July DSMA Blog Carnival


Blood glucose.  It’s front and center when it comes to diabetes.  It is how we get diagnosed and it is what we are trying to manage.  An important tool we use to manage our blood glucose is our meter and its strips.  But what happens if our meters aren’t giving reliable information?  Let’s explore that this month as we discuss a topic from the June 26th chat Fill in the Blank.  Weigh in on the following statement:

Test strip accuracy is important to me because______.

…because if they are not accurate then we are screwed!

Testing my blood sugars gives me a window into my health. It gives me an empirical/numerical value in which I can judge, and over time the blood sugar values can ultimately tell me how healthy I have been. Now certainly a high blood sugar every once in a while is nothing to stress about but it is still something I take note of and try to figure out what I did to make it high so I can log it into my mental diabetes database. I essentially like to keep track of a rough A1C day to day (CGM is wonderful for this). So of course having accurate testing devices is super important for me to have an accurate picture of my health.

One of the main things that frightens me is the knowledge that at some point in my life I could go blind or lose some fingers/toes or, hell, even lose a limb all because of diabetes. This really scares me. And because of this fear I try to always have complete control of my blood sugars. Its actually weird that high blood sugars upset me more then low blood sugars which are immediately dangerous. So having accurate test strips and glucose meters are crucial for me to know that I won’t have serious health complications due to diabetes or can at least prolong the diabetic health complications until I am way old and have health problems any way.

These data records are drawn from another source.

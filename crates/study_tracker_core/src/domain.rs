//! crates/study_tracker_core/src/domain.rs
//!
//! Defines the pure, core data structures for the progression engine.
//! These structs are independent of any database; they derive serde so that
//! a store can persist the whole aggregate as one document.

use chrono::{DateTime, Utc};
use serde::{Deserialize, Serialize};

use crate::grade_book::Grade;

/// Platform user identifier (chat-platform snowflake, opaque to the engine).
pub type UserId = String;

//=========================================================================================
// Courses
//=========================================================================================

/// A course tracked inside a term. Counts how many sessions touched it.
#[derive(Debug, Clone, PartialEq, Eq, Serialize, Deserialize)]
pub struct TermCourse {
    pub name: String,
    pub code: String,
    pub credit_hours: u32,
    pub times_studied: u32,
}

/// A graded course kept on the account; feeds the GPA.
#[derive(Debug, Clone, PartialEq, Eq, Serialize, Deserialize)]
pub struct AccountCourse {
    pub name: String,
    pub code: String,
    pub credit_hours: u32,
    pub grade: Grade,
}

//=========================================================================================
// Term
//=========================================================================================

/// A bounded study period (an academic semester) with its own ladder and streak.
#[derive(Debug, Clone, PartialEq, Eq, Serialize, Deserialize)]
pub struct Term {
    pub name: String,
    pub level: u32,
    pub xp: u64,
    pub active_seconds: u64,
    /// Start time of every session in this term, in start order.
    pub session_starts: Vec<DateTime<Utc>>,
    pub break_seconds: u64,
    pub break_count: u32,
    pub longest_session_seconds: u64,
    pub streak: u32,
    pub longest_streak: u32,
    pub last_streak_update: Option<DateTime<Utc>>,
    pub courses: Vec<TermCourse>,
}

impl Term {
    /// Creates a fresh, empty term at level 1.
    pub fn new(name: impl Into<String>) -> Self {
        Self {
            name: name.into(),
            level: 1,
            xp: 0,
            active_seconds: 0,
            session_starts: Vec::new(),
            break_seconds: 0,
            break_count: 0,
            longest_session_seconds: 0,
            streak: 0,
            longest_streak: 0,
            last_streak_update: None,
            courses: Vec::new(),
        }
    }

    pub fn course(&self, code: &str) -> Option<&TermCourse> {
        self.courses.iter().find(|c| same_code(&c.code, code))
    }

    pub fn course_mut(&mut self, code: &str) -> Option<&mut TermCourse> {
        self.courses.iter_mut().find(|c| same_code(&c.code, code))
    }

    pub fn has_course_named(&self, name: &str) -> bool {
        self.courses.iter().any(|c| same_name(&c.name, name))
    }
}

//=========================================================================================
// Account
//=========================================================================================

/// Lifetime data for one user: the account ladder, lifetime time and graded courses.
#[derive(Debug, Clone, PartialEq, Eq, Serialize, Deserialize)]
pub struct Account {
    pub user_id: UserId,
    pub lifetime_seconds: u64,
    pub rank: u32,
    pub rp: u64,
    /// Deep copy of the completed term with the highest total time.
    pub record_term: Option<Term>,
    pub courses: Vec<AccountCourse>,
}

impl Account {
    pub fn new(user_id: impl Into<UserId>) -> Self {
        Self {
            user_id: user_id.into(),
            lifetime_seconds: 0,
            rank: 0,
            rp: 0,
            record_term: None,
            courses: Vec::new(),
        }
    }

    pub fn course(&self, code: &str) -> Option<&AccountCourse> {
        self.courses.iter().find(|c| same_code(&c.code, code))
    }

    pub fn has_course_named(&self, name: &str) -> bool {
        self.courses.iter().any(|c| same_name(&c.name, name))
    }
}

//=========================================================================================
// Session & Break
//=========================================================================================

/// Break bookkeeping for the current session.
#[derive(Debug, Clone, Default, PartialEq, Eq, Serialize, Deserialize)]
pub struct Break {
    /// Set while the session is on break.
    pub started_at: Option<DateTime<Utc>>,
    pub accumulated_seconds: u64,
}

/// The single study session of a user. `started_at == None` means idle.
#[derive(Debug, Clone, Default, PartialEq, Eq, Serialize, Deserialize)]
pub struct Session {
    pub started_at: Option<DateTime<Utc>>,
    /// Net elapsed seconds of the last completed session.
    pub last_elapsed_seconds: u64,
    pub current_break: Break,
    pub break_count: u32,
    pub topic: Option<String>,
    pub last_topic: Option<String>,
    /// Course codes studied this session, in first-seen order, without duplicates.
    pub courses_studied: Vec<String>,
}

//=========================================================================================
// Aggregate
//=========================================================================================

/// Everything the engine knows about one user; read and written as a unit.
#[derive(Debug, Clone, PartialEq, Eq, Serialize, Deserialize)]
pub struct UserProgress {
    pub account: Account,
    /// `None` until a term is registered, and again after a term ends.
    pub term: Option<Term>,
    pub session: Session,
}

impl UserProgress {
    pub fn new(user_id: impl Into<UserId>) -> Self {
        Self {
            account: Account::new(user_id),
            term: None,
            session: Session::default(),
        }
    }

    pub fn user_id(&self) -> &str {
        &self.account.user_id
    }
}

/// Course codes compare case-insensitively, ignoring surrounding whitespace.
pub(crate) fn same_code(a: &str, b: &str) -> bool {
    a.trim().eq_ignore_ascii_case(b.trim())
}

pub(crate) fn same_name(a: &str, b: &str) -> bool {
    a.trim().to_lowercase() == b.trim().to_lowercase()
}

#[cfg(test)]
mod tests {
    use super::*;

    #[test]
    fn new_term_starts_at_level_one() {
        let term = Term::new("Fall");
        assert_eq!(term.level, 1);
        assert_eq!(term.xp, 0);
        assert!(term.session_starts.is_empty());
        assert!(term.last_streak_update.is_none());
    }

    #[test]
    fn course_lookup_ignores_case_and_padding() {
        let mut term = Term::new("Fall");
        term.courses.push(TermCourse {
            name: "Linear Algebra".to_string(),
            code: "MATH201".to_string(),
            credit_hours: 3,
            times_studied: 0,
        });
        assert!(term.course(" math201 ").is_some());
        assert!(term.has_course_named("linear algebra"));
        assert!(term.course("MATH202").is_none());
    }

    #[test]
    fn aggregate_survives_json_round_trip() {
        let mut progress = UserProgress::new("42");
        progress.term = Some(Term::new("Spring"));
        let json = serde_json::to_string(&progress).unwrap();
        let back: UserProgress = serde_json::from_str(&json).unwrap();
        assert_eq!(back, progress);
    }
}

Since my diagnosis I have been using diabetes as a tool to live a more healthy life. Its my way of “looking on the bright side” of having diabetes. Pre-diagmonsis: I was very unhealthy. Never working out, eating too much crap, smoking cigarettes, and drinking too much too often; pretty much just being a stereotypical college guy. Post-diagnosis: I work out every other day, I heavily limit my sugar/carb intake, I don’t smoke, I rarely drink (and even more rarely over indulge); basically a complete 360 from where I was. And because I believe that my blood sugar testing equipment is accurate (or as accurate as possible) I know that the effort into being more healthy and controlling my blood sugars is not in vain.

So a simple answer to the original question: Test strip accuracy is important to me because I want to stay healthy.